Но чем бы на самом деле ни закончилась встреча, для Махно это был знак великой причастности. Конечно, он не равнял себя с великими теоретиками-основоположниками, но верил, что именно ему выпала редкая удача: воплотить их теоретические построения на практике. И чем больше он общался с анархистами в Екатеринославе, в Таганроге, в Москве, тем более убеждался – именно ему…

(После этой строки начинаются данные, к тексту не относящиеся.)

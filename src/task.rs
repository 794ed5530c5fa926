use crate::{
    aggregator::{Aggregator, Bucket, RawCounts},
    builder::build_templates,
    error::Result,
    matcher::Matcher,
    reader::{parse_counts, read_plan, InputFile},
};
use log::info;
use std::{cmp::Reverse, io::Write, path::PathBuf, time::Instant};

/// How records are folded into buckets.
#[derive(Debug, Clone, Copy, PartialEq, Eq)]
pub enum AggregateMethod {
    Sequential,
    Parallel,
}

impl AggregateMethod {
    pub fn new(parallel: bool) -> Self {
        if parallel {
            AggregateMethod::Parallel
        } else {
            AggregateMethod::Sequential
        }
    }
}

/// One run: read the plan, build the stage templates, aggregate the counts.
pub struct Task {
    plan: PathBuf,
    counts: PathBuf,
    matcher: Matcher,
    method: AggregateMethod,
    queries_only: bool,
}

impl Task {
    pub fn new<P: Into<PathBuf>, C: Into<PathBuf>>(
        plan: P,
        counts: C,
        budget: Option<u64>,
        parallel: bool,
        queries_only: bool,
    ) -> Self {
        Self {
            plan: plan.into(),
            counts: counts.into(),
            matcher: Matcher::new(budget),
            method: AggregateMethod::new(parallel),
            queries_only,
        }
    }

    /// Run the task and return the buckets by decreasing total.
    pub fn run(&self) -> Result<Vec<Bucket>> {
        let start_time = Instant::now();
        let plan = read_plan(&self.plan)?;
        let templates = build_templates(&plan)?;
        info!("build_time: {}", start_time.elapsed().as_millis());

        let time_now = Instant::now();
        let name = self.counts.display().to_string();
        let input = InputFile::open(&self.counts)?;
        let num_vertices = plan.num_vertices();
        let mut raw = RawCounts::new(&name);
        for record in parse_counts(&name, input.as_str(&name)?, &num_vertices) {
            raw.add(record?)?;
        }
        info!(
            "read_time: {}, distinct_records: {}, input_total: {}",
            time_now.elapsed().as_millis(),
            raw.len(),
            raw.total()
        );

        let time_now = Instant::now();
        let mut aggregator = Aggregator::new(&templates, self.matcher).source(&name);
        if self.queries_only {
            aggregator = aggregator.queries_only(plan.nodes().iter().map(|n| n.is_query()).collect());
        }
        match self.method {
            AggregateMethod::Sequential => {
                for record in raw.into_records() {
                    aggregator.add(&record)?;
                }
            }
            AggregateMethod::Parallel => aggregator.add_parallel(raw.into_records().collect())?,
        }
        info!("{}", aggregator.stats());
        info!(
            "aggregate_time: {}, output_total: {}",
            time_now.elapsed().as_millis(),
            aggregator.total()
        );
        info!("total_time: {}", start_time.elapsed().as_millis());
        Ok(sort_buckets(aggregator.into_buckets()))
    }
}

/// Order buckets by decreasing total, then by their rendering.
pub fn sort_buckets(buckets: Vec<Bucket>) -> Vec<Bucket> {
    let mut keyed: Vec<_> = buckets
        .into_iter()
        .map(|bucket| (Reverse(bucket.total()), bucket.representative().to_string(), bucket))
        .collect();
    keyed.sort_by(|a, b| (&a.0, &a.1).cmp(&(&b.0, &b.1)));
    keyed.into_iter().map(|(_, _, bucket)| bucket).collect()
}

/// Print every bucket followed by a blank line.
pub fn write_buckets<W: Write>(out: &mut W, buckets: &[Bucket]) -> std::io::Result<()> {
    for bucket in buckets {
        writeln!(out, "{}", bucket)?;
    }
    Ok(())
}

После встречи с Кропоткиным Махно оставался в Москве еще несколько дней. Дело свое он сделал, в политической ситуации, насколько мог, разобрался и остался ею резко недоволен: революция не сделала трудящихся свободнее, она лишь подчинила их новому гнету рабоче-крестьянского государства. "Государство взяло на себя руководство социально-общественным строительством, что не требовало от пролетариев ни самостоятельности и инициативы, ни здорового трезвого ума, – пишет он. – Пролетариям же оставалось лишь выполнять то, что говорили большевики и левые эсеры" (53, 109).

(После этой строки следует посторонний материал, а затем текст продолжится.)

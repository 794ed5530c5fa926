use super::{tokens::Tokens, InputFile};
use crate::{
    error::Result,
    plan::{Plan, PlanEdge, PlanNode, PlanOperation},
    types::{StageId, VId},
};
use log::info;
use std::path::Path;

const NUM_RESERVED: usize = 3;

/// Read a plan file from disk.
pub fn read_plan<P: AsRef<Path>>(path: P) -> Result<Plan> {
    let name = path.as_ref().display().to_string();
    let input = InputFile::open(&path)?;
    parse_plan(&name, input.as_str(&name)?)
}

/// Parse the text of a plan file.
///
/// Layout: three reserved integers, the root stage, the stage count followed by
/// one `(edge start, edge count, vertex count, query flag)` record per stage, then
/// the edge count followed by one `(src, dst, k, k * (a, b, forward))` record per
/// edge. Records are numbered from 0 in file order, stages first.
pub fn parse_plan(name: &str, input: &str) -> Result<Plan> {
    let mut tokens = Tokens::new(name, input);
    for _ in 0..NUM_RESERVED {
        tokens.next::<u64>(0, "reserved integer")?;
    }
    let root: StageId = tokens.next(0, "root stage")?;
    let num_nodes: usize = tokens.next(0, "stage count")?;
    let mut nodes = Vec::with_capacity(num_nodes.min(input.len()));
    for record in 0..num_nodes {
        let edge_start = tokens.next(record, "edge start")?;
        let num_edges = tokens.next(record, "edge count")?;
        let num_vertices = tokens.next(record, "vertex count")?;
        let is_query = tokens.next_flag(record, "query flag")?;
        nodes.push(PlanNode::new(edge_start, num_edges, num_vertices, is_query));
    }
    let num_edges: usize = tokens.next(num_nodes, "edge count")?;
    let mut edges = Vec::with_capacity(num_edges.min(input.len()));
    for eid in 0..num_edges {
        let record = num_nodes + eid;
        let src: StageId = tokens.next(record, "source stage")?;
        let dst: StageId = tokens.next(record, "destination stage")?;
        let num_operations: usize = tokens.next(record, "operation count")?;
        let mut operations = Vec::with_capacity(num_operations.min(input.len()));
        for _ in 0..num_operations {
            let a: VId = tokens.next(record, "operation vertex")?;
            let b: VId = tokens.next(record, "operation vertex")?;
            let is_forward = tokens.next_flag(record, "direction flag")?;
            operations.push(PlanOperation::new(a, b, is_forward));
        }
        edges.push(PlanEdge::new(src, dst, operations));
    }
    if !tokens.is_empty() {
        return Err(tokens.format_error(
            num_nodes + num_edges,
            String::from("trailing integers after the last edge"),
        ));
    }
    info!(
        "{}: {} stages, {} edges, root {}",
        tokens.file(),
        num_nodes,
        num_edges,
        root
    );
    Plan::new(root, nodes, edges)
}

#[cfg(test)]
mod tests {
    use super::*;
    use crate::error::Err;
    use std::io::Write;
    use tempfile::NamedTempFile;

    const PLAN: &str = "\
0 0 0
0
3
0 1 2 0
1 1 3 1
2 0 3 1
2
0 1 1 1 2 1
1 2 1 0 2 0
";

    #[test]
    fn test_parse_plan() {
        let plan = parse_plan("plan", PLAN).unwrap();
        assert_eq!(plan.root(), 0);
        assert_eq!(plan.num_vertices(), vec![2, 3, 3]);
        assert_eq!(
            plan.nodes().iter().map(|n| n.is_query()).collect::<Vec<_>>(),
            vec![false, true, true]
        );
        assert_eq!(
            plan.edges(),
            &[
                PlanEdge::new(0, 1, vec![PlanOperation::new(1, 2, true)]),
                PlanEdge::new(1, 2, vec![PlanOperation::new(0, 2, false)]),
            ]
        );
    }

    #[test]
    fn test_read_plan() {
        let mut file = NamedTempFile::new().unwrap();
        file.write_all(PLAN.as_bytes()).unwrap();
        assert_eq!(
            read_plan(file.path()).unwrap(),
            parse_plan("plan", PLAN).unwrap()
        );
    }

    #[test]
    fn test_truncated() {
        match parse_plan("plan", "0 0 0 0 3 0 1 2 0") {
            Err(Err::InputFormat { file, record, .. }) => {
                assert_eq!(file, "plan");
                assert_eq!(record, 1);
            }
            other => panic!("unexpected result {:?}", other),
        }
    }

    #[test]
    fn test_bad_flag() {
        assert!(matches!(
            parse_plan("plan", "0 0 0 0 1 0 0 2 7 0"),
            Err(Err::InputFormat { record: 0, .. })
        ));
    }

    #[test]
    fn test_trailing() {
        assert!(matches!(
            parse_plan("plan", "0 0 0 0 1 0 0 2 0 0 9"),
            Err(Err::InputFormat { record: 1, .. })
        ));
    }

    #[test]
    fn test_structural() {
        assert!(matches!(
            parse_plan("plan", "0 0 0 5 1 0 0 2 0 0"),
            Err(Err::StructuralIntegrity(_))
        ));
    }

    #[test]
    fn test_edge_start_overflow() {
        assert!(matches!(
            parse_plan("plan", "0 0 0 0 1 18446744073709551615 1 2 0 0"),
            Err(Err::StructuralIntegrity(_))
        ));
    }

    #[test]
    fn test_non_numeric() {
        match parse_plan("plan", "0 0 0\n0 1\n0 0 two 0\n0\n") {
            Err(Err::InputFormat {
                file,
                record,
                message,
            }) => {
                assert_eq!(file, "plan");
                assert_eq!(record, 0);
                assert!(message.contains("\"two\" at 3:5"));
            }
            other => panic!("unexpected result {:?}", other),
        }
    }
}
//! The labeled graph.

pub use digest::digest;
pub use labeled_graph::{Arcs, LabeledGraph};

mod digest;
mod labeled_graph;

К левым эсерам Махно, правда, относился терпимее, чем к большевикам: трещина меж ними не ускользнула от его внимания. "Смогут ли левые эсеры пойти настолько далеко в своей оппозиции большевикам, что мои впечатления об их готовности посчитаться с ленинизмом оправдаются целиком?" – спрашивает Махно. И сам отвечает: "Нет. У левых эсеров, как и у нас, анархистов, хороших желаний очень много, но очень мало тех сил, которые оказались бы достаточными для реорганизации пути революции" (53, 115–116). Политическое чутье у Махно, надо признать, было достаточно тонкое. Подоплека истерики, устроенной левыми эсерами незадолго до съезда Советов из-за Брестского мира, прозревается им с холодной ясностью: партии левых эсеров выгоднее делать вид, что конфликт проистекает из-за каких-то внешнеполитических разногласий, чем согласиться с тем, что "большевики, окрепшие за счет левых эсеров… взяли перевес над ними и теперь, не нуждаясь более в них… стараются всосать их в свою партию или просто ликвидировать" (53, 117).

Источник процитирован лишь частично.